A new data frame with just females who drink alcohol is Table 9.2 from chapter 7.
The economic dynamism is an index of productive growth in dollars. Economic data for many countries are in Table 7.12 (SOCR Data 2008 World CountriesRankings, 2019).
Code book for data frame Economics is below Table 7.12.
A data frame that contains only middle income countries was created in chapter 7 and is Table 7.13. Find a 95% confidence interval for the mean economic dynamism for middle income countries.
Table 2.18 contains the percentage of woman receiving prenatal care in a sample of countries over several years. (births per woman), 2019). Estimate the average percentage of women receiving prenatal care in 2009 (p2009) with a 95% confidence interval?

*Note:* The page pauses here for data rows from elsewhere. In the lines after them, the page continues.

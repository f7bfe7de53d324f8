//! Tests for ChildIndex: descendants, ancestors, roots

use std::collections::BTreeSet;

use rstest::{fixture, rstest};

use cattree::domain::{Category, ChildIndex};
use cattree::util::testing::{init_test_setup, sample_categories};

#[fixture]
fn index() -> ChildIndex {
    init_test_setup();
    ChildIndex::from_categories(&sample_categories())
}

fn set(ids: &[&str]) -> BTreeSet<String> {
    ids.iter().map(|s| s.to_string()).collect()
}

#[rstest]
#[case::root_with_two_levels("1", &["2", "3", "6"])]
#[case::inner_node("2", &["3"])]
#[case::leaf("3", &[])]
#[case::other_tree("4", &["5"])]
#[case::unknown_id("404", &[])]
fn given_sample_catalog_when_collecting_descendants_then_transitive_children(
    index: ChildIndex,
    #[case] id: &str,
    #[case] expected: &[&str],
) {
    assert_eq!(index.descendants(id), set(expected));
}

#[rstest]
fn given_sample_catalog_when_collecting_subtree_then_includes_self(index: ChildIndex) {
    assert_eq!(index.subtree("2"), set(&["2", "3"]));
}

#[rstest]
fn given_leaf_when_walking_ancestors_then_chain_up_to_root(index: ChildIndex) {
    assert_eq!(index.ancestors("3"), vec!["2".to_string(), "1".to_string()]);
    assert!(index.ancestors("1").is_empty());
}

#[rstest]
fn given_sample_catalog_when_listing_roots_then_in_input_order(index: ChildIndex) {
    let roots: Vec<&str> = index.roots().collect();
    assert_eq!(roots, vec!["1", "4"]);
    assert!(index.is_root("4"));
    assert!(!index.is_root("5"));
}

#[rstest]
fn given_child_when_asking_parent_then_resolved(index: ChildIndex) {
    assert_eq!(index.parent("5"), Some("4"));
    assert_eq!(index.parent("1"), None);
}

#[test]
fn given_men_shirts_women_when_collecting_then_men_has_shirts_only() {
    // Arrange
    let categories = vec![
        Category::root("1", "Men"),
        Category::child("2", "Shirts", "1"),
        Category::root("3", "Women"),
    ];

    // Act
    let index = ChildIndex::from_categories(&categories);

    // Assert
    assert_eq!(index.descendants("1"), set(&["2"]));
    assert!(index.descendants("3").is_empty());
}

#[test]
fn given_cyclic_input_when_collecting_descendants_then_terminates() {
    // Arrange
    let categories = vec![
        Category::child("a", "A", "c"),
        Category::child("b", "B", "a"),
        Category::child("c", "C", "b"),
    ];

    // Act
    let index = ChildIndex::from_categories(&categories);
    let descendants = index.descendants("a");

    // Assert
    assert_eq!(descendants, set(&["b", "c"]));
    assert_eq!(index.ancestors("a").len(), 2);
}

#[test]
fn given_dangling_parent_when_indexing_then_treated_as_root() {
    // Arrange
    let categories = vec![Category::child("7", "Orphans", "99")];

    // Act
    let index = ChildIndex::from_categories(&categories);

    // Assert
    assert!(index.is_root("7"));
    assert!(index.contains("7"));
    assert!(!index.contains("99"));
}
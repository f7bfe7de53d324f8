//! Translation of loosely typed request parameters into domain types.
//!
//! Listing and form surfaces send strings: comma-joined id lists and the
//! literal `"null"` for "no parent". Both are resolved here so the domain
//! only ever sees `Option`s.

use itertools::Itertools;

use crate::domain::CategorySelection;

/// Form value standing for "no parent".
pub const NO_PARENT_SENTINEL: &str = "null";

/// Parse a parent form field. `"null"`, empty and blank values mean no parent.
pub fn parse_parent_field(raw: &str) -> Option<String> {
    let value = raw.trim();
    if value.is_empty() || value == NO_PARENT_SENTINEL {
        None
    } else {
        Some(value.to_string())
    }
}

/// Render an optional parent back into its form value.
pub fn format_parent_field(parent: Option<&str>) -> &str {
    parent.unwrap_or(NO_PARENT_SENTINEL)
}

/// Raw selection parameters as received from a listing surface.
#[derive(Debug, Clone, Default, PartialEq, Eq)]
pub struct SelectionParams {
    pub subcategory: Option<String>,
    pub category: Option<String>,
    /// Comma-joined id list
    pub categories: Option<String>,
}

impl SelectionParams {
    /// Normalize into a typed selection.
    ///
    /// Blank values and the `"null"` sentinel count as absent; the id list is
    /// split on commas, trimmed and de-duplicated in order. An empty list is
    /// the same as no list.
    pub fn into_selection(self) -> CategorySelection {
        let categories = self.categories.as_deref().map(split_ids).filter(|ids| !ids.is_empty());
        CategorySelection {
            subcategory: self.subcategory.as_deref().and_then(parse_parent_field),
            category: self.category.as_deref().and_then(parse_parent_field),
            categories,
        }
    }
}

/// Split a comma-joined id list.
pub fn split_ids(raw: &str) -> Vec<String> {
    raw.split(',')
        .filter_map(parse_parent_field)
        .unique()
        .collect()
}
//! Error conversion helpers for snapshot I/O
//!
//! Provides an extension trait for cleaner error handling with path context.

use std::path::Path;

use crate::application::{ApplicationError, ApplicationResult};

/// Extension trait for converting I/O and parse results to `ApplicationResult` with context.
pub trait PathContextExt<T> {
    /// Add path context to an error.
    ///
    /// # Example
    /// ```ignore
    /// serde_json::from_str::<CatalogSnapshot>(&raw)
    ///     .with_path_context("parse snapshot", &path)?;
    /// ```
    fn with_path_context(self, action: &str, path: &Path) -> ApplicationResult<T>;
}

impl<T, E> PathContextExt<T> for Result<T, E>
where
    E: std::error::Error + Send + Sync + 'static,
{
    fn with_path_context(self, action: &str, path: &Path) -> ApplicationResult<T> {
        self.map_err(|e| ApplicationError::OperationFailed {
            context: format!("{}: {}", action, path.display()),
            source: Box::new(e),
        })
    }
}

Code book for Data frame Fert_prenatal is below Table 2.18.
Maintaining your balance may get harder as you grow older. A study was conducted to see how steady the elderly is on their feet. They had the subjects stand on a force platform and have them react to a noise. The force platform then measured how much they swayed forward and backward, and the data is in Table 7.14 (Maintaining Balance while Concentrating, 2019). Find the mean forward/backward sway of elderly person? Use a 95% confidence level. Follow the filtering methods in other homework problems to create a data frame for only Elderly.
Code book for data frame Sway is below Table 7.14.